Stany Zjednoczone objęły pozycję lidera pod względem liczby zachorowań na Covid-19 – w piątek wieczorem zanotowano już ponad 99 tys. przypadków zakażeń. Wyprzedziły Chiny (81 tys.), gdzie epidemia zdaje się już wygasać, a nawet Włochy (86 tys.). USA stają się światowym epicentrum pandemii: liczba zachorowań szybko rośnie, a system nie nadąża z tłumieniem zarazy.
Dramatyczna sytuacja w kilku stanach USA
W stanie Nowy Jork, najbardziej pustoszonym przez Covid-19, choruje blisko 45 tys. osób. Przeważająca większość to przypadki w metropolii nowojorskiej, obejmującej także część stanów przylegających: New Jersey i Connecticut.
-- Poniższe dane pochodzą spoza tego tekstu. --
/// start/complete commit against one fixed status; losing that race means
/// the action no longer applies.
fn transition_error(err: StoreError, action: RideAction) -> RideError {
    match err {
        StoreError::Conflict {
            ride_id, actual, ..
        } => RideError::InvalidTransition {
            ride_id,
            from: actual,
            action,
        },
        other => other.into(),
    }
}

fn log_outcome(action: impl Display, ride_id: RideId, result: &Result<Ride, RideError>) {
    match result {
        Ok(ride) => info!("ride {}: {} committed, now {}", ride_id, action, ride.status),
        Err(e) if e.is_expected() => debug!("ride {}: {} refused: {}", ride_id, action, e),
        Err(e) => error!("ride {}: {} failed: {}", ride_id, action, e),
    }
}

#[cfg(test)]
mod tests {
    use super::*;
    use crate::driver::Driver;
    use crate::events::testing::{FailingNotifier, RecordingNotifier};
    use crate::store::MemoryRideStore;

    struct Fixture {
        engine: RideLifecycleEngine,
        store: Arc<MemoryRideStore>,
        notifier: Arc<RecordingNotifier>,
    }

    fn fixture() -> Fixture {
        let store = Arc::new(MemoryRideStore::new());
        let notifier = Arc::new(RecordingNotifier::new());
        let engine = RideLifecycleEngine::new(store.clone(), notifier.clone());
        Fixture {
            engine,
            store,
            notifier,
        }
    }

    fn id(s: &str) -> Identity {
        Identity::new(s)
    }

    impl Fixture {
        fn driver(&self, identity: &str) -> Driver {
            self.store.insert_driver(Driver::new(identity, "Sedan")).unwrap()
        }

        fn requested(&self) -> Ride {
            self.engine
                .create_ride(&id("p1"), RideRequest::new("A", "B"))
                .unwrap()
        }

        fn in_progress(&self, driver: &str) -> Ride {
            let ride = self.requested();
            self.engine.accept_ride(ride.ride_id, &id(driver)).unwrap();
            self.engine.start_ride(ride.ride_id, &id(driver)).unwrap()
        }
    }

    #[test]
    fn create_rejects_blank_pickup() {
        let f = fixture();
        let result = f.engine.create_ride(&id("p1"), RideRequest::new("", "B"));
        assert!(matches!(result, Err(RideError::Validation(_))));
        assert!(f.store.list_rides(&RideFilter::all()).unwrap().is_empty());
        assert!(f.notifier.changes().is_empty());
    }

    #[test]
    fn accept_by_non_driver_is_driver_not_found() {
        let f = fixture();
        let ride = f.requested();
        let result = f.engine.accept_ride(ride.ride_id, &id("p2"));
        assert!(matches!(result, Err(RideError::DriverNotFound { .. })));
    }

    #[test]
    fn accept_checks_driver_before_ride_exists() {
        let f = fixture();
        let result = f.engine.accept_ride(RideId::new(), &id("nobody"));
        assert!(matches!(result, Err(RideError::DriverNotFound { .. })));

        f.driver("d1");
        let result = f.engine.accept_ride(RideId::new(), &id("d1"));
        assert!(matches!(result, Err(RideError::RideNotFound(_))));
    }

    #[test]
    fn accept_by_unavailable_driver() {
        let f = fixture();
        f.store
            .insert_driver(Driver::new("d1", "Van").with_availability(false))
            .unwrap();
        let ride = f.requested();
        let result = f.engine.accept_ride(ride.ride_id, &id("d1"));
        assert!(matches!(result, Err(RideError::DriverUnavailable { .. })));
        assert_eq!(
            f.store.get(ride.ride_id).unwrap().unwrap().status,
            RideStatus::Requested
        );
    }

    #[test]
    fn accept_retry_reports_not_requestable_without_side_effects() {
        let f = fixture();
        f.driver("d1");
        let ride = f.requested();
        let accepted = f.engine.accept_ride(ride.ride_id, &id("d1")).unwrap();

        let retry = f.engine.accept_ride(ride.ride_id, &id("d1"));
        assert!(matches!(
            retry,
            Err(RideError::RideNotRequestable {
                status: RideStatus::Accepted,
                ..
            })
        ));
        assert_eq!(f.store.get(ride.ride_id).unwrap().unwrap(), accepted);
        assert_eq!(
            f.notifier.statuses(),
            vec![RideStatus::Requested, RideStatus::Accepted]
        );
    }

    #[test]
    fn accepted_driver_stays_available() {
        let f = fixture();
        let d1 = f.driver("d1");
        let first = f.requested();
        let second = f.requested();
        f.engine.accept_ride(first.ride_id, &id("d1")).unwrap();

        let reloaded = f.store.get_driver(d1.driver_id).unwrap().unwrap();
        assert!(reloaded.is_available);
        assert!(f.engine.accept_ride(second.ride_id, &id("d1")).is_ok());
    }

    #[test]
    fn start_requires_accepted_status() {
        let f = fixture();
        f.driver("d1");
        let ride = f.in_progress("d1");
        let result = f.engine.start_ride(ride.ride_id, &id("d1"));
        assert!(matches!(
            result,
            Err(RideError::InvalidTransition {
                from: RideStatus::InProgress,
                action: RideAction::Start,
                ..
            })
        ));
    }

    #[test]
    fn start_missing_ride() {
        let f = fixture();
        let result = f.engine.start_ride(RideId::new(), &id("d1"));
        assert!(matches!(result, Err(RideError::RideNotFound(_))));
    }

    #[test]
    fn complete_rejects_non_positive_price() {
        let f = fixture();
        f.driver("d1");
        let ride = f.in_progress("d1");
        for cents in [0, -500] {
            let result = f
                .engine
                .complete_ride(ride.ride_id, &id("d1"), Some(Price::from_cents(cents)));
            assert!(matches!(result, Err(RideError::Validation(_))));
        }
        assert_eq!(
            f.store.get(ride.ride_id).unwrap().unwrap().status,
            RideStatus::InProgress
        );
    }

    #[test]
    fn complete_by_passenger_is_unauthorized() {
        let f = fixture();
        f.driver("d1");
        let ride = f.in_progress("d1");
        let result = f
            .engine
            .complete_ride(ride.ride_id, &id("p1"), Some(Price::from_cents(900)));
        assert!(matches!(result, Err(RideError::Unauthorized { .. })));
    }

    #[test]
    fn complete_from_accepted_is_invalid_transition() {
        let f = fixture();
        f.driver("d1");
        let ride = f.requested();
        f.engine.accept_ride(ride.ride_id, &id("d1")).unwrap();
        let result = f
            .engine
            .complete_ride(ride.ride_id, &id("d1"), Some(Price::from_cents(900)));
        assert!(matches!(result, Err(RideError::InvalidTransition { .. })));
    }

    #[test]
    fn cancel_by_assigned_driver_records_party() {
        let f = fixture();
        f.driver("d1");
        let ride = f.in_progress("d1");
        let cancelled = f.engine.cancel_ride(ride.ride_id, &id("d1")).unwrap();
        assert_eq!(cancelled.status, RideStatus::Cancelled);
        assert_eq!(cancelled.cancelled_by, Some(CancelledBy::Driver));
        assert!(cancelled.driver.is_some());
        assert_eq!(f.notifier.changes().last().unwrap().identity, id("d1"));
    }

    #[test]
    fn cancel_by_stranger_is_unauthorized() {
        let f = fixture();
        let ride = f.requested();
        let result = f.engine.cancel_ride(ride.ride_id, &id("p2"));
        assert!(matches!(result, Err(RideError::Unauthorized { .. })));
    }

    #[test]
    fn notifier_failure_does_not_fail_operation() {
        let store = Arc::new(MemoryRideStore::new());
        store.insert_driver(Driver::new("d1", "Van")).unwrap();
        let engine = RideLifecycleEngine::new(store.clone(), Arc::new(FailingNotifier));

        let ride = engine.create_ride(&id("p1"), RideRequest::new("A", "B")).unwrap();
        let accepted = engine.accept_ride(ride.ride_id, &id("d1")).unwrap();
        assert_eq!(accepted.status, RideStatus::Accepted);
        assert_eq!(
            store.get(ride.ride_id).unwrap().unwrap().status,
            RideStatus::Accepted
        );
    }

    #[test]
    fn get_ride_hidden_from_strangers() {
        let f = fixture();
        f.driver("d1");
        let ride = f.requested();
        assert!(f.engine.get_ride(ride.ride_id, &id("p1")).is_ok());
        assert!(matches!(
            f.engine.get_ride(ride.ride_id, &id("d1")),
            Err(RideError::RideNotFound(_))
        ));
        f.engine.accept_ride(ride.ride_id, &id("d1")).unwrap();
        assert!(f.engine.get_ride(ride.ride_id, &id("d1")).is_ok());
    }

    #[test]
    fn rides_for_scopes_by_role() {
        let f = fixture();
        f.driver("d1");
        let mine = f.requested();
        f.engine
            .create_ride(&id("p2"), RideRequest::new("C", "D"))
            .unwrap();
        f.engine.accept_ride(mine.ride_id, &id("d1")).unwrap();

        let for_driver = f.engine.rides_for(&id("d1")).unwrap();
        assert_eq!(for_driver.len(), 1);
        assert_eq!(for_driver[0].ride_id, mine.ride_id);

        let for_p2 = f.engine.rides_for(&id("p2")).unwrap();
        assert_eq!(for_p2.len(), 1);
        assert_eq!(for_p2[0].passenger, id("p2"));
    }

    #[test]
    fn open_requests_only_for_drivers() {
        let f = fixture();
        f.driver("d1");
        f.requested();
        assert_eq!(f.engine.open_requests(&id("d1")).unwrap().len(), 1);
        assert!(matches!(
            f.engine.open_requests(&id("p1")),
            Err(RideError::DriverNotFound { .. })
        ));
    }
}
W szpitalach brakuje łóżek, lekarzy, respiratorów i odzieży ochronnej dla personelu. W niektórych placówkach lekarze i pielęgniarki okrywają głowy plastikowymi workami na śmieci. Stan Nowy Jork ma 53 tys. łóżek, a potrzeba trzy razy więcej. Gubernator Andrew Cuomo od tygodnia prosi władze federalne o dostarczenie 30 tys. respiratorów, niezbędnych dla najciężej chorych. Trump zakwestionował, czy rzeczywiście potrzeba ich tak wiele. Zarzucił Cuomo, że zawczasu zaniedbał zaopatrzenie w nieodzowny sprzęt. I ogłosił, że wysyła z bazy w Norfolk do Nowego Jorku należący do marynarki wojennej statek-szpital USNS „Comfort”.
Lekarze coraz częściej stają tam przed tragicznym dylematem: operować chorych na inne choroby czy ratować ofiary koronawirusa. Kostnice Nowego Jorku pękają w szwach. W dzielnicy Elmhurst w gminie Queens nieboszczyków umieszcza się tymczasowo w ciężarówkach chłodniach. Jednocześnie władze zaczęły wypuszczać z więzień skazanych za lżejsze przestępstwa, gdyż przepełnione zakłady karne grożą wybuchem lokalnych ognisk zarazy.